The input: Begin

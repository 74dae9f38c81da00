// SPDX-License-Identifier: BUSL-1.1
// Copyright (c) 2026 Alfred Jean LLC

//! Trigger source: debounced edge detection over the optical sensor.
//!
//! Edges arrive from the GPIO driver's interrupt context and are marshalled
//! through a channel; qualifying edges become [`TriggerEvent`]s in a bounded
//! queue with drop-oldest overflow.

use std::collections::VecDeque;
use std::sync::atomic::{AtomicBool, AtomicU64, Ordering};
use std::sync::Arc;
use std::time::Duration;

use parking_lot::Mutex;
use tokio::sync::Notify;
use tokio::time::Instant;
use tokio_util::sync::CancellationToken;

use crate::actuator::{Actuator, Stepper};
use crate::config::TriggerSettings;
use crate::hal::GpioBackend;
use crate::supervisor::alerts::{AlertBus, AlertLevel};
use crate::types::TriggerEvent;

/// Bounded queue capacity.
const QUEUE_CAPACITY: usize = 200;
/// Overflow alerts are rate-limited to one per second.
const OVERFLOW_ALERT_INTERVAL: Duration = Duration::from_secs(1);
/// Direct-fire stepper run time.
const DIRECT_FIRE_DURATION: Duration = Duration::from_millis(200);

struct Inner {
    settings: TriggerSettings,
    queue: Mutex<VecDeque<TriggerEvent>>,
    notify: Notify,
    alerts: Arc<AlertBus>,
    /// Gate closed in emergency-stop / shutting-down / offline.
    accepting: AtomicBool,
    last_edge: Mutex<Option<Instant>>,
    last_overflow_alert: Mutex<Option<Instant>>,
    last_direct_fire: Mutex<Option<Instant>>,
    accepted: AtomicU64,
    dropped: AtomicU64,
    cancel: CancellationToken,
}

/// Handle to the trigger queue.
#[derive(Clone)]
pub struct TriggerSource {
    inner: Arc<Inner>,
}

impl TriggerSource {
    /// Spawn the edge listener task and return the queue handle.
    ///
    /// `direct_stepper` is the optional label-applicator shortcut fired on
    /// each qualifying edge, outside the pipeline.
    pub fn spawn(
        gpio: Arc<dyn GpioBackend>,
        settings: TriggerSettings,
        alerts: Arc<AlertBus>,
        cancel: CancellationToken,
        direct_stepper: Option<Arc<Stepper>>,
    ) -> Result<Self, crate::error::HalError> {
        let edges = gpio.subscribe_edges(settings.pin)?;
        let inner = Arc::new(Inner {
            settings,
            queue: Mutex::new(VecDeque::new()),
            notify: Notify::new(),
            alerts,
            accepting: AtomicBool::new(false),
            last_edge: Mutex::new(None),
            last_overflow_alert: Mutex::new(None),
            last_direct_fire: Mutex::new(None),
            accepted: AtomicU64::new(0),
            dropped: AtomicU64::new(0),
            cancel,
        });

        tokio::spawn(listen(Arc::clone(&inner), edges, direct_stepper));
        Ok(Self { inner })
    }

    /// Open or close the pipeline gate. Closed gates discard edges.
    pub fn set_accepting(&self, accepting: bool) {
        self.inner.accepting.store(accepting, Ordering::Release);
    }

    /// Receive the next trigger event in timestamp order. Returns `None`
    /// once the source is cancelled and drained.
    pub async fn recv(&self) -> Option<TriggerEvent> {
        loop {
            if let Some(event) = self.inner.queue.lock().pop_front() {
                return Some(event);
            }
            if self.inner.cancel.is_cancelled() {
                return None;
            }
            tokio::select! {
                _ = self.inner.notify.notified() => {}
                _ = self.inner.cancel.cancelled() => {}
            }
        }
    }

    /// Drop every pending event. Used on emergency-stop.
    pub fn drain(&self) -> usize {
        let mut queue = self.inner.queue.lock();
        let n = queue.len();
        queue.clear();
        n
    }

    /// Queue fill ratio for the watchdog.
    pub fn fill_ratio(&self) -> f64 {
        self.inner.queue.lock().len() as f64 / QUEUE_CAPACITY as f64
    }

    pub fn accepted_count(&self) -> u64 {
        self.inner.accepted.load(Ordering::Relaxed)
    }

    pub fn dropped_count(&self) -> u64 {
        self.inner.dropped.load(Ordering::Relaxed)
    }

    #[cfg(test)]
    pub(crate) fn queue_len(&self) -> usize {
        self.inner.queue.lock().len()
    }
}

/// Edge listener loop. Runs until the source is cancelled.
async fn listen(
    inner: Arc<Inner>,
    mut edges: tokio::sync::broadcast::Receiver<crate::hal::RawEdge>,
    direct_stepper: Option<Arc<Stepper>>,
) {
    loop {
        let edge = tokio::select! {
            _ = inner.cancel.cancelled() => break,
            edge = edges.recv() => match edge {
                Ok(e) => e,
                Err(tokio::sync::broadcast::error::RecvError::Lagged(n)) => {
                    tracing::warn!(missed = n, "edge listener lagged");
                    continue;
                }
                Err(tokio::sync::broadcast::error::RecvError::Closed) => break,
            },
        };
        if edge.pin != inner.settings.pin {
            continue;
        }

        // Software debounce: one qualifying edge per window.
        {
            let mut last = inner.last_edge.lock();
            if let Some(prev) = *last {
                if edge.ts.duration_since(prev) < inner.settings.debounce() {
                    continue;
                }
            }
            *last = Some(edge.ts);
        }

        if let Some(ref stepper) = direct_stepper {
            maybe_direct_fire(&inner, stepper);
        }

        if !inner.accepting.load(Ordering::Acquire) {
            continue;
        }
        enqueue(&inner, TriggerEvent { ts: edge.ts, pin: edge.pin });
    }
}

fn enqueue(inner: &Inner, event: TriggerEvent) {
    let mut queue = inner.queue.lock();
    if queue.len() >= QUEUE_CAPACITY {
        queue.pop_front();
        inner.dropped.fetch_add(1, Ordering::Relaxed);
        drop(queue);
        raise_overflow(inner);
        inner.queue.lock().push_back(event);
    } else {
        queue.push_back(event);
    }
    inner.accepted.fetch_add(1, Ordering::Relaxed);
    inner.notify.notify_one();
}

/// At most one overflow alert per second, however many events are dropped.
fn raise_overflow(inner: &Inner) {
    let now = Instant::now();
    let mut last = inner.last_overflow_alert.lock();
    if let Some(prev) = *last {
        if now.duration_since(prev) < OVERFLOW_ALERT_INTERVAL {
            return;
        }
    }
    *last = Some(now);
    inner.alerts.raise(
        AlertLevel::Warning,
        "trigger",
        "trigger queue overflow",
        serde_json::json!({ "dropped_total": inner.dropped.load(Ordering::Relaxed) }),
    );
}

/// Rate-limited direct stepper fire, outside the pipeline.
fn maybe_direct_fire(inner: &Inner, stepper: &Arc<Stepper>) {
    if !inner.settings.direct_fire {
        return;
    }
    let min_interval = Duration::from_secs_f64(inner.settings.min_interval_s);
    {
        let mut last = inner.last_direct_fire.lock();
        let now = Instant::now();
        if let Some(prev) = *last {
            if now.duration_since(prev) < min_interval {
                return;
            }
        }
        *last = Some(now);
    }
    let stepper = Arc::clone(stepper);
    tokio::spawn(async move {
        if let Err(e) = stepper.activate(DIRECT_FIRE_DURATION, 100.0).await {
            tracing::debug!(err = %e, "direct fire skipped");
        }
    });
}

#[cfg(test)]
#[path = "trigger_tests.rs"]
mod tests;
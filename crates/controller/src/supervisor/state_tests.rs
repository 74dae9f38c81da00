// SPDX-License-Identifier: BUSL-1.1
// Copyright (c) 2026 Alfred Jean LLC

use super::*;
use SystemState::*;

#[test]
fn normal_lifecycle_is_allowed() {
    for (from, to) in [
        (Offline, Initialising),
        (Initialising, Idle),
        (Idle, Running),
        (Running, Processing),
        (Processing, Running),
        (Running, Idle),
        (Idle, ShuttingDown),
        (ShuttingDown, Offline),
    ] {
        assert!(transition_allowed(from, to), "{from:?} -> {to:?}");
    }
}

#[test]
fn emergency_stop_is_legal_from_any_state() {
    for from in [
        Offline,
        Initialising,
        Idle,
        Running,
        Processing,
        Recovery,
        ShuttingDown,
        Error,
    ] {
        assert!(transition_allowed(from, EmergencyStop), "{from:?}");
    }
}

#[test]
fn recovery_bridges_back_to_idle() {
    assert!(transition_allowed(EmergencyStop, Recovery));
    assert!(transition_allowed(Error, Recovery));
    assert!(transition_allowed(Recovery, Idle));
    // No shortcut straight back to running.
    assert!(!transition_allowed(EmergencyStop, Running));
    assert!(!transition_allowed(EmergencyStop, Idle));
}

#[test]
fn illegal_jumps_are_rejected() {
    assert!(!transition_allowed(Offline, Running));
    assert!(!transition_allowed(Idle, Processing));
    assert!(!transition_allowed(Error, Running));
    assert!(!transition_allowed(Offline, Idle));
}

#[test]
fn handle_enforces_the_table() {
    let handle = StateHandle::new();
    assert_eq!(handle.current(), Offline);

    handle.transition(Initialising).unwrap();
    handle.transition(Idle).unwrap();
    handle.transition(Running).unwrap();

    let err = handle.transition(Initialising).unwrap_err();
    assert_eq!(err.1, Running);
    assert_eq!(handle.current(), Running);
}

#[test]
fn self_transition_is_a_noop() {
    let handle = StateHandle::new();
    handle.transition(Offline).unwrap();
    assert_eq!(handle.current(), Offline);
}

#[test]
fn watch_observers_see_transitions() {
    let handle = StateHandle::new();
    let rx = handle.subscribe();
    handle.transition(Initialising).unwrap();
    assert_eq!(*rx.borrow(), Initialising);
}

#[test]
fn processing_marks_require_running() {
    let handle = StateHandle::new();
    assert!(!handle.enter_processing());

    handle.transition(Initialising).unwrap();
    handle.transition(Idle).unwrap();
    handle.transition(Running).unwrap();
    assert!(handle.enter_processing());
    assert_eq!(handle.current(), Processing);
    assert!(Processing.accepts_triggers());

    handle.exit_processing();
    assert_eq!(handle.current(), Running);
    // Exit outside processing is ignored.
    handle.exit_processing();
    assert_eq!(handle.current(), Running);
}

The input: End

Assignment ▸
Set apart and copy each line of the records that holds the word "accepting".

Output for this task ▸
    accepting: AtomicBool,
            accepting: AtomicBool::new(false),
    pub fn set_accepting(&self, accepting: bool) {
        self.inner.accepting.store(accepting, Ordering::Release);
        if !inner.accepting.load(Ordering::Acquire) {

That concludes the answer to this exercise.